Safety Precautions and Complications

  • Complication of 3-Sided Dressing: Can convert an open pneumothorax into a life-threatening tension pneumothorax if the dressing becomes an occlusive flap. If a patient deteriorates after application, immediately uncover the wound and reassess breath sounds.[3]
  • Needle Decompression Failure: Catheters are prone to kinking, occlusion, or dislodgement. Additionally, the chest wall may be too thick for standard-length catheters.
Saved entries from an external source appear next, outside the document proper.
/// Process Supervisor
///
/// Runs one command to completion under a wall-clock deadline:
/// - stdout/stderr are drained incrementally by reader tasks into buffers
///   shared with the supervisor, each capped at `output_limit` bytes
/// - the deadline timer is armed before the spawn and raced against the exit
/// - the child leads its own process group; on timeout and after exit the
///   whole group is SIGKILLed, so background descendants never outlive the job
/// - the child is killed on drop, so cancelling the call never leaks it
///
/// No retries; that policy belongs to the caller.

use sandrun_common::languages::ResolvedCommand;
use sandrun_common::{ExecutionError, Phase};
use std::process::Stdio;
use std::sync::{Arc, Mutex, MutexGuard};
use std::time::Duration;
use tokio::io::{AsyncRead, AsyncReadExt};
use tokio::process::Command;
use tokio::task::JoinHandle;
use tracing::{debug, warn};

/// How long reader tasks may lag behind process exit
const READER_GRACE: Duration = Duration::from_secs(1);
const CHUNK_SIZE: usize = 8 * 1024;

/// Captured output, trimmed of surrounding whitespace
#[derive(Debug, Clone, Default, PartialEq, Eq)]
pub struct CapturedOutput {
    pub stdout: String,
    pub stderr: String,
    /// Either stream exceeded the capture ceiling
    pub truncated: bool,
}

/// Discriminated result of one supervised run
#[derive(Debug, Clone, PartialEq, Eq)]
pub enum ProcessOutcome {
    Success(CapturedOutput),
    NonZeroExit {
        /// `None` when the process was terminated by a signal
        code: Option<i32>,
        output: CapturedOutput,
    },
    Timeout {
        after: Duration,
    },
    LaunchError {
        program: String,
        message: String,
    },
}

impl ProcessOutcome {
    /// Map onto the error taxonomy for the given phase
    pub fn into_result(self, phase: Phase) -> Result<CapturedOutput, ExecutionError> {
        match self {
            ProcessOutcome::Success(output) => Ok(output),
            ProcessOutcome::NonZeroExit { code, output } => {
                let message = if !output.stderr.is_empty() {
                    output.stderr
                } else {
                    match code {
                        Some(code) => format!("Command failed with exit code {}", code),
                        None => "Command terminated by signal".to_string(),
                    }
                };
                Err(match phase {
                    Phase::Compile => ExecutionError::Compile(message),
                    Phase::Execute => ExecutionError::Runtime(message),
                })
            }
            ProcessOutcome::Timeout { after } => Err(ExecutionError::Timeout {
                phase,
                timeout_ms: after.as_millis() as u64,
            }),
            ProcessOutcome::LaunchError { program, message } => {
                Err(ExecutionError::Launch { program, message })
            }
        }
    }
}

#[derive(Debug, Default)]
struct Captured {
    bytes: Vec<u8>,
    truncated: bool,
}

impl Captured {
    fn into_text(self) -> String {
        String::from_utf8_lossy(&self.bytes).trim().to_string()
    }
}

type SharedCapture = Arc<Mutex<Captured>>;

fn lock(capture: &SharedCapture) -> MutexGuard<'_, Captured> {
    capture.lock().unwrap_or_else(|poisoned| poisoned.into_inner())
}

async fn capture<R: AsyncRead + Unpin>(mut reader: R, limit: usize, sink: SharedCapture) {
    let mut chunk = [0u8; CHUNK_SIZE];

    loop {
        match reader.read(&mut chunk).await {
            Ok(0) => break,
            Ok(n) => {
                // Keep draining past the limit so the child never blocks on a full pipe
                let mut captured = lock(&sink);
                let room = limit.saturating_sub(captured.bytes.len());
                captured.bytes.extend_from_slice(&chunk[..n.min(room)]);
                if n > room {
                    captured.truncated = true;
                }
            }
            Err(e) => {
                debug!(error = %e, "Output stream closed with error");
                break;
            }
        }
    }
}

/// Reader task plus the buffer it fills; the buffer survives an abort
struct StreamReader {
    handle: JoinHandle<()>,
    sink: SharedCapture,
}

impl StreamReader {
    fn spawn<R>(stream: Option<R>, limit: usize) -> Option<Self>
    where
        R: AsyncRead + Unpin + Send + 'static,
    {
        stream.map(|stream| {
            let sink = SharedCapture::default();
            let handle = tokio::spawn(capture(stream, limit, Arc::clone(&sink)));
            Self { handle, sink }
        })
    }

    fn abort(self) {
        self.handle.abort();
    }

    /// Wait for the stream to close, then hand over whatever was read
    async fn finish(mut self) -> Captured {
        match tokio::time::timeout(READER_GRACE, &mut self.handle).await {
            Ok(Ok(())) => {}
            Ok(Err(e)) => warn!(error = %e, "Output reader task failed"),
            Err(_) => {
                // Something outside our process group still holds the pipe
                self.handle.abort();
                warn!("Output reader did not finish after process exit");
            }
        }
        std::mem::take(&mut *lock(&self.sink))
    }
}

async fn finish_reader(reader: Option<StreamReader>) -> Captured {
    match reader {
        Some(reader) => reader.finish().await,
        None => Captured::default(),
    }
}

fn abort_reader(reader: Option<StreamReader>) {
    if let Some(reader) = reader {
        reader.abort();
    }
}

/// SIGKILL every process in the group led by `pgid`
#[cfg(unix)]
fn kill_process_group(pgid: Option<u32>) {
    if let Some(pgid) = pgid {
        // SAFETY: killpg only sends a signal; ESRCH for an empty group is ignored
        unsafe {
            libc::killpg(pgid as libc::pid_t, libc::SIGKILL);
        }
    }
}

#[cfg(not(unix))]
fn kill_process_group(_pgid: Option<u32>) {}

/// Kills the child's process group once; also on drop, so a cancelled run
/// takes its descendants with it
struct GroupKill(Option<u32>);

impl GroupKill {
    fn fire(&mut self) {
        kill_process_group(self.0.take());
    }
}

impl Drop for GroupKill {
    fn drop(&mut self) {
        self.fire();
    }
}

#[derive(Debug, Clone)]
pub struct ProcessSupervisor {
    output_limit: usize,
}

impl ProcessSupervisor {
    pub fn new(output_limit: usize) -> Self {
        Self { output_limit }
    }

    /// Run `command` until it exits or its deadline fires
    pub async fn run(&self, command: &ResolvedCommand) -> ProcessOutcome {
        let deadline = tokio::time::sleep(command.timeout);
        tokio::pin!(deadline);

        debug!(
            command = %command.display(),
            timeout_ms = command.timeout.as_millis() as u64,
            "Spawning process"
        );

        let mut cmd = Command::new(&command.program);
        cmd.args(&command.args)
            .stdin(Stdio::null())
            .stdout(Stdio::piped())
            .stderr(Stdio::piped())
            .kill_on_drop(true);
        #[cfg(unix)]
        cmd.process_group(0);

        let mut child = match cmd.spawn() {
            Ok(child) => child,
            Err(e) => {
                return ProcessOutcome::LaunchError {
                    program: command.program.clone(),
                    message: e.to_string(),
                }
            }
        };

        // The id is gone once the child is reaped, so keep it for the group kill
        let mut group = GroupKill(child.id());
        let stdout = StreamReader::spawn(child.stdout.take(), self.output_limit);
        let stderr = StreamReader::spawn(child.stderr.take(), self.output_limit);

        let status = tokio::select! {
            status = child.wait() => Some(status),
            _ = &mut deadline => None,
        };

        match status {
            None => {
                group.fire();
                // start_kill + wait: SIGKILL, then reap
                if let Err(e) = child.kill().await {
                    warn!(program = %command.program, error = %e, "Failed to kill timed-out process");
                }
                abort_reader(stdout);
                abort_reader(stderr);
                debug!(program = %command.program, "Process killed after deadline");
                ProcessOutcome::Timeout {
                    after: command.timeout,
                }
            }
            Some(Err(e)) => {
                group.fire();
                let _ = child.kill().await;
                abort_reader(stdout);
                abort_reader(stderr);
                ProcessOutcome::LaunchError {
                    program: command.program.clone(),
                    message: format!("failed to wait for process: {}", e),
                }
            }
            Some(Ok(status)) => {
                // Descendants left behind would hold the pipes open
                group.fire();
                let out = finish_reader(stdout).await;
                let err = finish_reader(stderr).await;
                let output = CapturedOutput {
                    truncated: out.truncated || err.truncated,
                    stdout: out.into_text(),
                    stderr: err.into_text(),
                };

                if status.success() {
                    ProcessOutcome::Success(output)
                } else {
                    ProcessOutcome::NonZeroExit {
                        code: status.code(),
                        output,
                    }
                }
            }
        }
    }
}

impl Default for ProcessSupervisor {
    fn default() -> Self {
        Self::new(1024 * 1024)
    }
}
This is why immediate preparation for chest tube insertion is required.[9]
  • Retained Hemothorax: If > 500 mL of blood remains in the pleural space after chest tube drainage, the patient is at high risk for developing empyema or fibrothorax, often requiring VATS (Video-Assisted Thoracoscopic Surgery).[6]
  • ARDS from Pulmonary Contusion: The inflammatory response to lung contusion worsens over 24–72 hours. Strict lung-protective ventilation, diuresis, and careful fluid management are critical to preventing acute respiratory distress syndrome.[4]
  • Myocardial Contusion Dysrhythmias: Patients with sternal fractures or high-impact anterior chest blows are at risk for dysrhythmias (most commonly sinus tachycardia, atrial fibrillation, or right bundle branch block). Continuous ECG monitoring is indicated.[14]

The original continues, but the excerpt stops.